JPS62178911A - Optical fiber cable - Google Patents

Abstract

PURPOSE:To obtain a stable low power output by providing a shielding means which can be opened and closed freely, between an optical means and an optical fiber. CONSTITUTION:At the time of a high power output, a shielding plate 7 is opened manually or automatically, CO2 laser light which is made to transmit through is all projected to an optical fiber 16, and at the time of a low power output, for instance, 5W is outputted and the shielding plate 7 is throttled manually or automatically, and the transmitting CO2 laser light is cut off partially and controlled. That is, by cutting off the CO2 laser light by the shielding plate 7, it becomes a power output which has been decreased from an output of a laser projecting device, and accordingly, minute power setting of a low power, for instance, 0.1W-2W can be executed. Also, when a motion of the shielding plate 7 is executed automatically by a motor, it is interlocked with an output setting volume of a body side, and at the time of an output of >=5W, the shielding plate is not damaged due to a high power by constituting the shielding plate 7 so that it does not operate.

Description

DETAILED DESCRIPTION OF THE INVENTION Field of Industrial Application The present invention relates to an optical fiber cable that can be used with a laser irradiation device such as a laser scalpel.

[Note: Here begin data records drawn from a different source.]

pub mod favorites;
pub mod indicator;

pub use favorites::FavoriteService;
pub use indicator::{FavoriteIndicator, FavoriteState};
//! File-backed storage, one file per key

use std::path::{Path, PathBuf};

use tokio::fs;
use tokio::io::AsyncWriteExt;

use super::KeyValueStorage;
use crate::error::{StorageReadError, StorageWriteError};

/// Stores each key as `<root>/<key>.json`
///
/// Writes land in a sibling temp file that is synced and then renamed over
/// the target, so readers only ever see the old or the new value.
pub struct FileStorage {
    root: PathBuf,
    quota_bytes: Option<u64>,
}

impl FileStorage {
    pub fn new(root: impl Into<PathBuf>) -> Self {
        Self {
            root: root.into(),
            quota_bytes: None,
        }
    }

    /// Caps the size of any single stored value
    pub fn with_quota(mut self, quota_bytes: Option<u64>) -> Self {
        self.quota_bytes = quota_bytes;
        self
    }

    pub fn root(&self) -> &Path {
        &self.root
    }

    /// File path for a key
    ///
    /// Bytes outside `[A-Za-z0-9@._-]` are written as `%XX`, so distinct
    /// keys never share a file and no key can leave `root`.
    pub fn path_for(&self, key: &str) -> PathBuf {
        let mut file_name = String::with_capacity(key.len());
        for byte in key.bytes() {
            match byte {
                b'a'..=b'z' | b'A'..=b'Z' | b'0'..=b'9' | b'@' | b'-' | b'_' | b'.' => {
                    file_name.push(byte as char)
                }
                _ => file_name.push_str(&format!("%{:02X}", byte)),
            }
        }
        self.root.join(format!("{}.json", file_name))
    }

    async fn write_atomically(&self, path: &Path, value: &str) -> std::io::Result<()> {
        fs::create_dir_all(&self.root).await?;

        let tmp_path = path.with_extension("json.tmp");
        let result = Self::write_and_replace(&tmp_path, path, value).await;
        if result.is_err() {
            let _ = fs::remove_file(&tmp_path).await;
        }
        result
    }

    async fn write_and_replace(tmp_path: &Path, path: &Path, value: &str) -> std::io::Result<()> {
        let mut file = fs::File::create(tmp_path).await?;
        file.write_all(value.as_bytes()).await?;
        file.sync_all().await?;
        drop(file);

        fs::rename(tmp_path, path).await
    }
}

#[async_trait::async_trait]
impl KeyValueStorage for FileStorage {
    async fn get_item(&self, key: &str) -> Result<Option<String>, StorageReadError> {
        let path = self.path_for(key);

        let bytes = match fs::read(&path).await {
            Ok(bytes) => bytes,
            Err(e) if e.kind() == std::io::ErrorKind::NotFound => return Ok(None),
            Err(e) => {
                return Err(StorageReadError::Unavailable(format!(
                    "{}: {}",
                    path.display(),
                    e
                )))
            }
        };

        String::from_utf8(bytes)
            .map(Some)
            .map_err(|e| StorageReadError::Corrupted {
                key: key.to_string(),
                reason: e.to_string(),
            })
    }

    async fn set_item(&self, key: &str, value: &str) -> Result<(), StorageWriteError> {
        if let Some(limit) = self.quota_bytes {
            let needed = value.len() as u64;
            if needed > limit {
                return Err(StorageWriteError::QuotaExceeded { needed, limit });
            }
        }

        let path = self.path_for(key);
        self.write_atomically(&path, value).await.map_err(|e| {
            tracing::error!(error = %e, path = %path.display(), "Failed to write storage file");
            StorageWriteError::Unavailable(format!("{}: {}", path.display(), e))
        })
    }

    fn name(&self) -> &'static str {
        "file"
    }
}
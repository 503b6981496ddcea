use std::sync::Arc;

use tokio::sync::Mutex;
use tracing::instrument;

use crate::{
    db::{FavoriteStore, KeyValueStorage, StorageKey},
    error::FavoritesResult,
    models::{FavoritesCollection, Movie, MovieId},
};

/// Query and mutation layer over the favorites store
///
/// Every mutation is load-entire, mutate, save-entire. Mutations issued
/// through this service or any of its clones are serialized by one lock, so
/// two screens toggling at once cannot lose each other's update. Separate
/// services over the same medium are not coordinated.
#[derive(Clone)]
pub struct FavoriteService {
    store: Arc<FavoriteStore>,
    write_lock: Arc<Mutex<()>>,
}

impl FavoriteService {
    pub fn new(store: FavoriteStore) -> Self {
        Self {
            store: Arc::new(store),
            write_lock: Arc::new(Mutex::new(())),
        }
    }

    /// Creates a service over `storage` using the default favorites key
    pub fn with_storage(storage: Arc<dyn KeyValueStorage>) -> Self {
        Self::new(FavoriteStore::new(storage, StorageKey::favorite_list()))
    }

    /// Whether the movie is currently a favorite
    ///
    /// A storage failure is logged and reported as `false`.
    #[instrument(skip(self))]
    pub async fn is_favorite(&self, movie_id: MovieId) -> bool {
        match self.store.load().await {
            Ok(favorites) => favorites.contains(movie_id),
            Err(e) => {
                tracing::warn!(error = %e, "Favorite lookup failed, reporting not favorite");
                false
            }
        }
    }

    /// The full collection, for screens that list favorites
    pub async fn favorites(&self) -> FavoritesResult<FavoritesCollection> {
        Ok(self.store.load().await?)
    }

    /// Adds the movie unless it is already a favorite
    ///
    /// Nothing is written if the collection cannot be read.
    #[instrument(skip(self, movie), fields(movie_id = movie.id))]
    pub async fn add_favorite(&self, movie: &Movie) -> FavoritesResult<()> {
        let _guard = self.write_lock.lock().await;

        let mut favorites = self.store.load().await?;
        if !favorites.insert(movie.clone()) {
            tracing::debug!("Movie already a favorite");
            return Ok(());
        }

        self.store.save(&favorites).await.map_err(|e| {
            tracing::error!(error = %e, "Failed to save favorite");
            e
        })?;

        tracing::info!(count = favorites.len(), "Favorite added");
        Ok(())
    }

    /// Removes the movie if it is a favorite
    ///
    /// Nothing is written if the collection cannot be read.
    #[instrument(skip(self))]
    pub async fn remove_favorite(&self, movie_id: MovieId) -> FavoritesResult<()> {
        let _guard = self.write_lock.lock().await;

        let mut favorites = self.store.load().await?;
        if favorites.remove(movie_id).is_none() {
            tracing::debug!("Movie was not a favorite");
            return Ok(());
        }

        self.store.save(&favorites).await.map_err(|e| {
            tracing::error!(error = %e, "Failed to save favorites after removal");
            e
        })?;

        tracing::info!(count = favorites.len(), "Favorite removed");
        Ok(())
    }

    /// Flips the favorite state and returns the new state once it is stored
    pub async fn toggle_favorite(
        &self,
        movie: &Movie,
        currently_favorite: bool,
    ) -> FavoritesResult<bool> {
        if currently_favorite {
            self.remove_favorite(movie.id).await?;
            Ok(false)
        } else {
            self.add_favorite(movie).await?;
            Ok(true)
        }
    }
}
use tracing_subscriber::{layer::SubscriberExt, util::SubscriberInitExt, EnvFilter};

/// Installs a global `tracing` subscriber for host binaries and tests
///
/// Honors `RUST_LOG`, defaulting to info for this crate. Calling it again
/// after a subscriber is installed does nothing.
pub fn init_tracing() {
    let _ = tracing_subscriber::registry()
        .with(
            EnvFilter::try_from_default_env()
                .unwrap_or_else(|_| "movie_favorites=info".into()),
        )
        .with(tracing_subscriber::fmt::layer())
        .try_init();
}
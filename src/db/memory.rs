use std::collections::HashMap;
use std::sync::Arc;

use tokio::sync::RwLock;

use super::KeyValueStorage;
use crate::error::{StorageReadError, StorageWriteError};

/// In-process storage
///
/// Clones share the same items. Reads and writes can be switched to fail,
/// and raw blobs can be planted, so callers can exercise every storage
/// failure path without a real device.
#[derive(Clone, Default)]
pub struct MemoryStorage {
    inner: Arc<RwLock<MemoryInner>>,
}

#[derive(Default)]
struct MemoryInner {
    items: HashMap<String, String>,
    quota_bytes: Option<u64>,
    reads_unavailable: bool,
    writes_unavailable: bool,
    write_count: u64,
}

impl MemoryStorage {
    pub fn new() -> Self {
        Self::default()
    }

    /// Caps the total size of all stored values
    pub fn with_quota(quota_bytes: u64) -> Self {
        Self {
            inner: Arc::new(RwLock::new(MemoryInner {
                quota_bytes: Some(quota_bytes),
                ..MemoryInner::default()
            })),
        }
    }

    pub async fn set_reads_unavailable(&self, unavailable: bool) {
        self.inner.write().await.reads_unavailable = unavailable;
    }

    pub async fn set_writes_unavailable(&self, unavailable: bool) {
        self.inner.write().await.writes_unavailable = unavailable;
    }

    /// Stores a value bypassing quota and failure switches
    pub async fn insert_raw(&self, key: &str, value: &str) {
        self.inner
            .write()
            .await
            .items
            .insert(key.to_string(), value.to_string());
    }

    /// Current value under `key`, bypassing failure switches
    pub async fn raw(&self, key: &str) -> Option<String> {
        self.inner.read().await.items.get(key).cloned()
    }

    /// Number of successful writes so far
    pub async fn write_count(&self) -> u64 {
        self.inner.read().await.write_count
    }
}

#[async_trait::async_trait]
impl KeyValueStorage for MemoryStorage {
    async fn get_item(&self, key: &str) -> Result<Option<String>, StorageReadError> {
        let inner = self.inner.read().await;
        if inner.reads_unavailable {
            return Err(StorageReadError::Unavailable(
                "memory storage reads disabled".to_string(),
            ));
        }
        Ok(inner.items.get(key).cloned())
    }

    async fn set_item(&self, key: &str, value: &str) -> Result<(), StorageWriteError> {
        let mut inner = self.inner.write().await;
        if inner.writes_unavailable {
            return Err(StorageWriteError::Unavailable(
                "memory storage writes disabled".to_string(),
            ));
        }

        if let Some(limit) = inner.quota_bytes {
            let others: u64 = inner
                .items
                .iter()
                .filter(|(k, _)| k.as_str() != key)
                .map(|(_, v)| v.len() as u64)
                .sum();
            let needed = others + value.len() as u64;
            if needed > limit {
                return Err(StorageWriteError::QuotaExceeded { needed, limit });
            }
        }

        inner.items.insert(key.to_string(), value.to_string());
        inner.write_count += 1;
        Ok(())
    }

    fn name(&self) -> &'static str {
        "memory"
    }
}
use std::sync::Arc;

use super::{KeyValueStorage, StorageKey};
use crate::error::{StorageReadError, StorageWriteError};
use crate::models::{FavoritesCollection, Movie};

/// Durable home of the favorites collection
///
/// The whole collection is one JSON array under a single key. Loading and
/// saving always move the entire collection; there are no partial writes.
pub struct FavoriteStore {
    storage: Arc<dyn KeyValueStorage>,
    key: StorageKey,
}

impl FavoriteStore {
    pub fn new(storage: Arc<dyn KeyValueStorage>, key: StorageKey) -> Self {
        Self { storage, key }
    }

    pub fn key(&self) -> &StorageKey {
        &self.key
    }

    /// Loads the collection, reporting corrupted data as an error
    ///
    /// A missing blob is an empty collection. Legacy blobs that repeat an
    /// id are collapsed to the first occurrence.
    pub async fn try_load(&self) -> Result<FavoritesCollection, StorageReadError> {
        let Some(json) = self.storage.get_item(self.key.as_str()).await? else {
            tracing::debug!(key = %self.key, "No favorites stored yet");
            return Ok(FavoritesCollection::new());
        };

        let movies: Vec<Movie> =
            serde_json::from_str(&json).map_err(|e| StorageReadError::Corrupted {
                key: self.key.to_string(),
                reason: e.to_string(),
            })?;

        let (favorites, dropped) = FavoritesCollection::from_movies(movies);
        if dropped > 0 {
            tracing::warn!(
                key = %self.key,
                dropped,
                "Stored favorites contained duplicate ids"
            );
        }

        Ok(favorites)
    }

    /// Loads the collection, treating corrupted data as empty
    ///
    /// Only an unavailable medium is an error here.
    pub async fn load(&self) -> Result<FavoritesCollection, StorageReadError> {
        match self.try_load().await {
            Err(StorageReadError::Corrupted { key, reason }) => {
                tracing::warn!(
                    key = %key,
                    reason = %reason,
                    "Stored favorites are corrupted, starting from an empty collection"
                );
                Ok(FavoritesCollection::new())
            }
            result => result,
        }
    }

    /// Replaces the stored collection
    pub(crate) async fn save(
        &self,
        favorites: &FavoritesCollection,
    ) -> Result<(), StorageWriteError> {
        let json = serde_json::to_string(favorites)
            .map_err(|e| StorageWriteError::Serialization(e.to_string()))?;

        self.storage.set_item(self.key.as_str(), &json).await?;
        tracing::debug!(key = %self.key, count = favorites.len(), "Favorites saved");
        Ok(())
    }
}
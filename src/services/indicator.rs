use crate::{
    error::{FavoritesError, FavoritesResult},
    models::{Movie, MovieId},
};

use super::FavoriteService;

/// What a screen currently shows for one movie
#[derive(Debug, Clone, Copy, PartialEq, Eq)]
pub enum FavoriteState {
    /// Not resolved yet
    Unknown,
    NotFavorite,
    Favorite,
}

impl From<bool> for FavoriteState {
    fn from(is_favorite: bool) -> Self {
        if is_favorite {
            FavoriteState::Favorite
        } else {
            FavoriteState::NotFavorite
        }
    }
}

/// Per-screen favorite flag for a single movie
///
/// The state only moves on a resolved service result. A failed toggle
/// leaves it where it was and hands the error back to the screen.
#[derive(Debug, Clone)]
pub struct FavoriteIndicator {
    movie_id: MovieId,
    state: FavoriteState,
}

impl FavoriteIndicator {
    pub fn new(movie_id: MovieId) -> Self {
        Self {
            movie_id,
            state: FavoriteState::Unknown,
        }
    }

    pub fn movie_id(&self) -> MovieId {
        self.movie_id
    }

    pub fn state(&self) -> FavoriteState {
        self.state
    }

    pub fn is_favorite(&self) -> bool {
        self.state == FavoriteState::Favorite
    }

    /// Resolves the initial state when the screen appears
    pub async fn mount(&mut self, service: &FavoriteService) -> FavoriteState {
        self.state = service.is_favorite(self.movie_id).await.into();
        self.state
    }

    /// Handles a tap on the favorite affordance
    pub async fn toggle(
        &mut self,
        service: &FavoriteService,
        movie: &Movie,
    ) -> FavoritesResult<FavoriteState> {
        if movie.id != self.movie_id {
            return Err(FavoritesError::MovieMismatch {
                expected: self.movie_id,
                actual: movie.id,
            });
        }

        let currently_favorite = match self.state {
            FavoriteState::Unknown => service.is_favorite(self.movie_id).await,
            state => state == FavoriteState::Favorite,
        };

        match service.toggle_favorite(movie, currently_favorite).await {
            Ok(now_favorite) => {
                self.state = now_favorite.into();
                Ok(self.state)
            }
            Err(e) => {
                tracing::warn!(
                    error = %e,
                    movie_id = self.movie_id,
                    "Favorite toggle failed, indicator unchanged"
                );
                Err(e)
            }
        }
    }
}
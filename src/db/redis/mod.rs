pub mod storage;

pub use storage::create_redis_client;
pub use storage::RedisStorage;
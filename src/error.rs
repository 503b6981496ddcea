use crate::models::MovieId;

/// Failures while reading the favorites blob
#[derive(thiserror::Error, Debug)]
pub enum StorageReadError {
    #[error("Storage unavailable: {0}")]
    Unavailable(String),

    #[error("Corrupted data under key {key}: {reason}")]
    Corrupted { key: String, reason: String },
}

/// Failures while writing the favorites blob
///
/// Every backend guarantees the previously stored blob is still in place
/// when one of these is returned.
#[derive(thiserror::Error, Debug)]
pub enum StorageWriteError {
    #[error("Storage unavailable: {0}")]
    Unavailable(String),

    #[error("Storage quota exceeded: need {needed} bytes, limit is {limit}")]
    QuotaExceeded { needed: u64, limit: u64 },

    #[error("Serialization error: {0}")]
    Serialization(String),
}

/// Errors surfaced by the favorites service
#[derive(thiserror::Error, Debug)]
pub enum FavoritesError {
    #[error("Storage read error: {0}")]
    Read(#[from] StorageReadError),

    #[error("Storage write error: {0}")]
    Write(#[from] StorageWriteError),

    #[error("Indicator tracks movie {expected} but was toggled with movie {actual}")]
    MovieMismatch { expected: MovieId, actual: MovieId },
}

pub type FavoritesResult<T> = Result<T, FavoritesError>;

#[cfg(test)]
mod tests {
    use super::*;

    #[test]
    fn test_read_error_display() {
        let err = StorageReadError::Corrupted {
            key: "@FavoriteList".to_string(),
            reason: "expected value at line 1 column 1".to_string(),
        };
        assert_eq!(
            err.to_string(),
            "Corrupted data under key @FavoriteList: expected value at line 1 column 1"
        );
    }

    #[test]
    fn test_write_error_wraps_into_favorites_error() {
        let err: FavoritesError = StorageWriteError::QuotaExceeded {
            needed: 2048,
            limit: 1024,
        }
        .into();
        assert!(matches!(
            err,
            FavoritesError::Write(StorageWriteError::QuotaExceeded { .. })
        ));
        assert_eq!(
            err.to_string(),
            "Storage write error: Storage quota exceeded: need 2048 bytes, limit is 1024"
        );
    }
}
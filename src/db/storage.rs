use std::fmt::Display;

use crate::error::{StorageReadError, StorageWriteError};

/// Key under which a blob is stored
#[derive(Debug, Clone, PartialEq, Eq, Hash)]
pub struct StorageKey(String);

impl StorageKey {
    /// Key the favorites collection lives under on device
    pub const FAVORITE_LIST: &'static str = "@FavoriteList";

    pub fn new(key: impl Into<String>) -> Self {
        Self(key.into())
    }

    pub fn favorite_list() -> Self {
        Self::new(Self::FAVORITE_LIST)
    }

    pub fn as_str(&self) -> &str {
        &self.0
    }
}

impl Default for StorageKey {
    fn default() -> Self {
        Self::favorite_list()
    }
}

impl Display for StorageKey {
    fn fmt(&self, f: &mut std::fmt::Formatter<'_>) -> std::fmt::Result {
        write!(f, "{}", self.0)
    }
}

/// Asynchronous string key-value medium
///
/// Mirrors the device storage API: a missing key reads as `None`, and a write
/// replaces the whole value or fails leaving the old value in place.
#[cfg_attr(test, mockall::automock)]
#[async_trait::async_trait]
pub trait KeyValueStorage: Send + Sync {
    /// Reads the value stored under `key`
    async fn get_item(&self, key: &str) -> Result<Option<String>, StorageReadError>;

    /// Replaces the value stored under `key`
    async fn set_item(&self, key: &str, value: &str) -> Result<(), StorageWriteError>;

    /// Backend name for logging
    fn name(&self) -> &'static str;
}
use std::sync::Arc;

use crate::config::{Config, StorageBackend};
use crate::db::{
    create_redis_client, FavoriteStore, FileStorage, KeyValueStorage, MemoryStorage, RedisStorage,
};
use crate::services::FavoriteService;

/// Shared application context handed to every screen
///
/// Screens reach favorites only through `favorites`; nothing else holds the
/// storage medium.
#[derive(Clone)]
pub struct AppState {
    pub favorites: FavoriteService,
}

impl AppState {
    /// Creates a context over an already built storage medium
    pub fn new(storage: Arc<dyn KeyValueStorage>) -> Self {
        Self {
            favorites: FavoriteService::with_storage(storage),
        }
    }

    /// Creates a context that keeps favorites in memory only
    pub fn in_memory() -> Self {
        Self::new(Arc::new(MemoryStorage::new()))
    }

    /// Builds the storage medium described by `config`
    pub fn from_config(config: &Config) -> anyhow::Result<Self> {
        let storage: Arc<dyn KeyValueStorage> = match config.storage_backend {
            StorageBackend::File => Arc::new(
                FileStorage::new(&config.storage_dir).with_quota(config.quota_bytes),
            ),
            StorageBackend::Memory => match config.quota_bytes {
                Some(quota) => Arc::new(MemoryStorage::with_quota(quota)),
                None => Arc::new(MemoryStorage::new()),
            },
            StorageBackend::Redis => {
                Arc::new(RedisStorage::new(create_redis_client(&config.redis_url)?))
            }
        };

        tracing::info!(
            backend = storage.name(),
            key = %config.storage_key,
            "Favorites storage initialized"
        );

        let store = FavoriteStore::new(storage, config.key());
        Ok(Self {
            favorites: FavoriteService::new(store),
        })
    }
}
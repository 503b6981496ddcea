use serde::Deserialize;
use std::path::PathBuf;

use crate::db::StorageKey;

/// Which medium backs the favorites blob
#[derive(Debug, Clone, Copy, Deserialize, PartialEq, Eq)]
#[serde(rename_all = "lowercase")]
pub enum StorageBackend {
    /// One file per key under `storage_dir`
    File,
    /// In-process only, lost on restart
    Memory,
    /// Shared Redis instance at `redis_url`
    Redis,
}

/// Favorites configuration loaded from `FAVORITES_*` environment variables
#[derive(Debug, Deserialize, Clone)]
pub struct Config {
    /// Storage medium for the favorites blob
    #[serde(default = "default_storage_backend")]
    pub storage_backend: StorageBackend,

    /// Directory holding the blob when using the file backend
    #[serde(default = "default_storage_dir")]
    pub storage_dir: PathBuf,

    /// Key the favorites collection is stored under
    #[serde(default = "default_storage_key")]
    pub storage_key: String,

    /// Optional upper bound on stored bytes
    #[serde(default)]
    pub quota_bytes: Option<u64>,

    /// Redis connection URL
    #[serde(default = "default_redis_url")]
    pub redis_url: String,
}

fn default_storage_backend() -> StorageBackend {
    StorageBackend::File
}

fn default_storage_dir() -> PathBuf {
    PathBuf::from("./data")
}

fn default_storage_key() -> String {
    StorageKey::FAVORITE_LIST.to_string()
}

fn default_redis_url() -> String {
    "redis://localhost:6379".to_string()
}

impl Default for Config {
    fn default() -> Self {
        Self {
            storage_backend: default_storage_backend(),
            storage_dir: default_storage_dir(),
            storage_key: default_storage_key(),
            quota_bytes: None,
            redis_url: default_redis_url(),
        }
    }
}

impl Config {
    /// Load configuration from environment variables
    pub fn from_env() -> anyhow::Result<Self> {
        dotenvy::dotenv().ok();
        envy::prefixed("FAVORITES_")
            .from_env::<Config>()
            .map_err(|e| anyhow::anyhow!("Failed to load config: {}", e))
    }

    /// Storage key as a typed value
    pub fn key(&self) -> StorageKey {
        StorageKey::new(self.storage_key.clone())
    }
}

2. Description of the Related Art Infrared laser beams such as Co2 lasers are suitable for ablation and incision of living tissue, and laser irradiation devices using this have been put into practical use. Conventionally, an appropriate optical fiber that transmits a wavelength of 300 nm has not been developed, and the C02 laser beam has been guided to the surgical site by a mirror-articulated light guide path made up of a plurality of mirrors. In addition, CO2 laser light is
It has a wavelength of 10.6μ and is invisible to the naked eye, so visible light (
For example, a He, No laser) was configured to be transmitted coaxially as a guide light to clearly indicate the irradiation position.

However, the mirror-articulated light guide path has the problem of poor operability, and optical fiber cables that guide the CO2 laser light have come into practical use, for example, using optical fibers made of halides such as KH2-5. . The optical fiber cable that incorporates the optical fiber and the guide optical fiber is easy to operate and has a small diameter.
It can also be used for surgery inside small pores.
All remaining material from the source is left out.